#### [PROBLEM REQUIREMENTS]
Set the data down again, exactly as it appears below.

[Stored items]
• • •

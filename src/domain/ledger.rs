//! Payment ledger: the only code that changes what a session has paid.
//!
//! Totals are pure functions over the session's payments:
//!
//! - `paid`      = sum of `confirmed` payments
//! - `reserved`  = sum of `pending` payments
//! - `remaining` = `total - paid`
//! - `available` = `remaining - reserved` (what a new payment may cover)
//!
//! Every function that can move `paid` re-evaluates completion in the
//! same call and reports the `open → completed` edge exactly once.

use chrono::{DateTime, Utc};

use super::{Money, PartId, Payment, PaymentId, PaymentSession, PaymentStatus, SessionStatus};
use crate::error::GatewayError;

/// Input for a new payment.
#[derive(Debug, Clone)]
pub struct PaymentDraft {
    /// Opaque payment method tag.
    pub method: String,
    /// Amount to pay.
    pub amount: Money,
    /// Optional payer name.
    pub payer_name: Option<String>,
    /// Split part being settled, if any.
    pub part_id: Option<PartId>,
    /// Client idempotency key.
    pub request_id: Option<String>,
    /// Record as `pending` instead of `confirmed`.
    pub pending: bool,
}

/// Outcome of a ledger operation.
#[derive(Debug, Clone)]
pub struct LedgerEntry {
    /// The payment after the operation.
    pub payment: Payment,
    /// `false` when the call was an idempotent no-op.
    pub changed: bool,
    /// `true` only for the call that moved the session to `completed`.
    pub completed: bool,
}

/// Sum of confirmed payments.
#[must_use]
pub fn paid_amount(session: &PaymentSession) -> Money {
    sum_with_status(session, PaymentStatus::Confirmed)
}

/// Sum of pending payments.
#[must_use]
pub fn reserved_amount(session: &PaymentSession) -> Money {
    sum_with_status(session, PaymentStatus::Pending)
}

/// `total - paid`.
#[must_use]
pub fn remaining_amount(session: &PaymentSession) -> Money {
    session.total_amount - paid_amount(session)
}

/// `remaining - reserved`: the most a new payment may cover.
#[must_use]
pub fn available_amount(session: &PaymentSession) -> Money {
    remaining_amount(session) - reserved_amount(session)
}

fn sum_with_status(session: &PaymentSession, status: PaymentStatus) -> Money {
    session
        .payments
        .iter()
        .filter(|p| p.status == status)
        .map(|p| p.amount)
        .sum()
}

/// Fails with [`GatewayError::SessionClosed`] on a completed session.
///
/// # Errors
///
/// Returns [`GatewayError::SessionClosed`] if the session is completed.
pub fn ensure_open(session: &PaymentSession) -> Result<(), GatewayError> {
    if session.is_completed() {
        return Err(GatewayError::SessionClosed(*session.id.as_uuid()));
    }
    Ok(())
}

/// Records a payment.
///
/// Requires `0 < amount <= available`. On violation nothing is mutated.
///
/// # Errors
///
/// Returns [`GatewayError::SessionClosed`], [`GatewayError::InvalidAmount`],
/// [`GatewayError::InvalidRequest`] (blank method) or
/// [`GatewayError::Overpayment`].
pub fn record_payment(
    session: &mut PaymentSession,
    draft: PaymentDraft,
    now: DateTime<Utc>,
) -> Result<LedgerEntry, GatewayError> {
    ensure_open(session)?;

    if draft.method.trim().is_empty() {
        return Err(GatewayError::InvalidRequest(
            "payment method must not be empty".to_string(),
        ));
    }
    if !draft.amount.is_positive() {
        return Err(GatewayError::InvalidAmount(format!(
            "payment amount must be positive, got {}",
            draft.amount
        )));
    }
    let available = available_amount(session);
    if draft.amount > available {
        return Err(GatewayError::Overpayment {
            amount: draft.amount,
            remaining: available,
        });
    }

    let status = if draft.pending {
        PaymentStatus::Pending
    } else {
        PaymentStatus::Confirmed
    };
    let payment = Payment {
        id: PaymentId::new(),
        session_id: session.id,
        method: draft.method,
        amount: draft.amount,
        payer_name: draft.payer_name,
        status,
        part_id: draft.part_id,
        request_id: draft.request_id,
        failure_reason: None,
        created_at: now,
        settled_at: (!draft.pending).then_some(now),
    };

    if let Some(key) = &payment.request_id {
        session.processed_requests.insert(key.clone(), payment.id);
    }
    session.payments.push(payment.clone());
    session.updated_at = now;

    let completed = payment.is_confirmed() && settle(session, now);
    Ok(LedgerEntry {
        payment,
        changed: true,
        completed,
    })
}

/// Confirms a pending payment. Confirming an already-confirmed payment is
/// a no-op.
///
/// # Errors
///
/// Returns [`GatewayError::PaymentNotFound`],
/// [`GatewayError::PaymentNotPending`] for failed payments, or
/// [`GatewayError::SessionClosed`].
pub fn confirm_payment(
    session: &mut PaymentSession,
    payment_id: PaymentId,
    now: DateTime<Utc>,
) -> Result<LedgerEntry, GatewayError> {
    let current = find_payment(session, payment_id)?.clone();
    match current.status {
        PaymentStatus::Confirmed => {
            return Ok(LedgerEntry {
                payment: current,
                changed: false,
                completed: false,
            });
        }
        PaymentStatus::Failed => {
            return Err(GatewayError::PaymentNotPending {
                payment_id: *payment_id.as_uuid(),
                status: PaymentStatus::Failed,
            });
        }
        PaymentStatus::Pending => {}
    }
    ensure_open(session)?;

    let payment = transition(session, payment_id, PaymentStatus::Confirmed, None, now)?;
    let completed = settle(session, now);
    Ok(LedgerEntry {
        payment,
        changed: true,
        completed,
    })
}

• • •

#### [RESULT OF THE TASK]
filename src/domain/ledger.rs
//! Payment ledger: the only code that changes what a session has paid.
//!
//! Totals are pure functions over the session's payments:
//!
//! - `paid`      = sum of `confirmed` payments
//! - `reserved`  = sum of `pending` payments
//! - `remaining` = `total - paid`
//! - `available` = `remaining - reserved` (what a new payment may cover)
//!
//! Every function that can move `paid` re-evaluates completion in the
//! same call and reports the `open → completed` edge exactly once.

use chrono::{DateTime, Utc};

use super::{Money, PartId, Payment, PaymentId, PaymentSession, PaymentStatus, SessionStatus};
use crate::error::GatewayError;

/// Input for a new payment.
#[derive(Debug, Clone)]
pub struct PaymentDraft {
    /// Opaque payment method tag.
    pub method: String,
    /// Amount to pay.
    pub amount: Money,
    /// Optional payer name.
    pub payer_name: Option<String>,
    /// Split part being settled, if any.
    pub part_id: Option<PartId>,
    /// Client idempotency key.
    pub request_id: Option<String>,
    /// Record as `pending` instead of `confirmed`.
    pub pending: bool,
}

/// Outcome of a ledger operation.
#[derive(Debug, Clone)]
pub struct LedgerEntry {
    /// The payment after the operation.
    pub payment: Payment,
    /// `false` when the call was an idempotent no-op.
    pub changed: bool,
    /// `true` only for the call that moved the session to `completed`.
    pub completed: bool,
}

/// Sum of confirmed payments.
#[must_use]
pub fn paid_amount(session: &PaymentSession) -> Money {
    sum_with_status(session, PaymentStatus::Confirmed)
}

/// Sum of pending payments.
#[must_use]
pub fn reserved_amount(session: &PaymentSession) -> Money {
    sum_with_status(session, PaymentStatus::Pending)
}

/// `total - paid`.
#[must_use]
pub fn remaining_amount(session: &PaymentSession) -> Money {
    session.total_amount - paid_amount(session)
}

/// `remaining - reserved`: the most a new payment may cover.
#[must_use]
pub fn available_amount(session: &PaymentSession) -> Money {
    remaining_amount(session) - reserved_amount(session)
}

fn sum_with_status(session: &PaymentSession, status: PaymentStatus) -> Money {
    session
        .payments
        .iter()
        .filter(|p| p.status == status)
        .map(|p| p.amount)
        .sum()
}

/// Fails with [`GatewayError::SessionClosed`] on a completed session.
///
/// # Errors
///
/// Returns [`GatewayError::SessionClosed`] if the session is completed.
pub fn ensure_open(session: &PaymentSession) -> Result<(), GatewayError> {
    if session.is_completed() {
        return Err(GatewayError::SessionClosed(*session.id.as_uuid()));
    }
    Ok(())
}

/// Records a payment.
///
/// Requires `0 < amount <= available`. On violation nothing is mutated.
///
/// # Errors
///
/// Returns [`GatewayError::SessionClosed`], [`GatewayError::InvalidAmount`],
/// [`GatewayError::InvalidRequest`] (blank method) or
/// [`GatewayError::Overpayment`].
pub fn record_payment(
    session: &mut PaymentSession,
    draft: PaymentDraft,
    now: DateTime<Utc>,
) -> Result<LedgerEntry, GatewayError> {
    ensure_open(session)?;

    if draft.method.trim().is_empty() {
        return Err(GatewayError::InvalidRequest(
            "payment method must not be empty".to_string(),
        ));
    }
    if !draft.amount.is_positive() {
        return Err(GatewayError::InvalidAmount(format!(
            "payment amount must be positive, got {}",
            draft.amount
        )));
    }
    let available = available_amount(session);
    if draft.amount > available {
        return Err(GatewayError::Overpayment {
            amount: draft.amount,
            remaining: available,
        });
    }

    let status = if draft.pending {
        PaymentStatus::Pending
    } else {
        PaymentStatus::Confirmed
    };
    let payment = Payment {
        id: PaymentId::new(),
        session_id: session.id,
        method: draft.method,
        amount: draft.amount,
        payer_name: draft.payer_name,
        status,
        part_id: draft.part_id,
        request_id: draft.request_id,
        failure_reason: None,
        created_at: now,
        settled_at: (!draft.pending).then_some(now),
    };

    if let Some(key) = &payment.request_id {
        session.processed_requests.insert(key.clone(), payment.id);
    }
    session.payments.push(payment.clone());
    session.updated_at = now;

    let completed = payment.is_confirmed() && settle(session, now);
    Ok(LedgerEntry {
        payment,
        changed: true,
        completed,
    })
}

/// Confirms a pending payment. Confirming an already-confirmed payment is
/// a no-op.
///
/// # Errors
///
/// Returns [`GatewayError::PaymentNotFound`],
/// [`GatewayError::PaymentNotPending`] for failed payments, or
/// [`GatewayError::SessionClosed`].
pub fn confirm_payment(
    session: &mut PaymentSession,
    payment_id: PaymentId,
    now: DateTime<Utc>,
) -> Result<LedgerEntry, GatewayError> {
    let current = find_payment(session, payment_id)?.clone();
    match current.status {
        PaymentStatus::Confirmed => {
            return Ok(LedgerEntry {
                payment: current,
                changed: false,
                completed: false,
            });
        }
        PaymentStatus::Failed => {
            return Err(GatewayError::PaymentNotPending {
                payment_id: *payment_id.as_uuid(),
                status: PaymentStatus::Failed,
            });
        }
        PaymentStatus::Pending => {}
    }
    ensure_open(session)?;

    let payment = transition(session, payment_id, PaymentStatus::Confirmed, None, now)?;
    let completed = settle(session, now);
    Ok(LedgerEntry {
        payment,
        changed: true,
        completed,
    })
}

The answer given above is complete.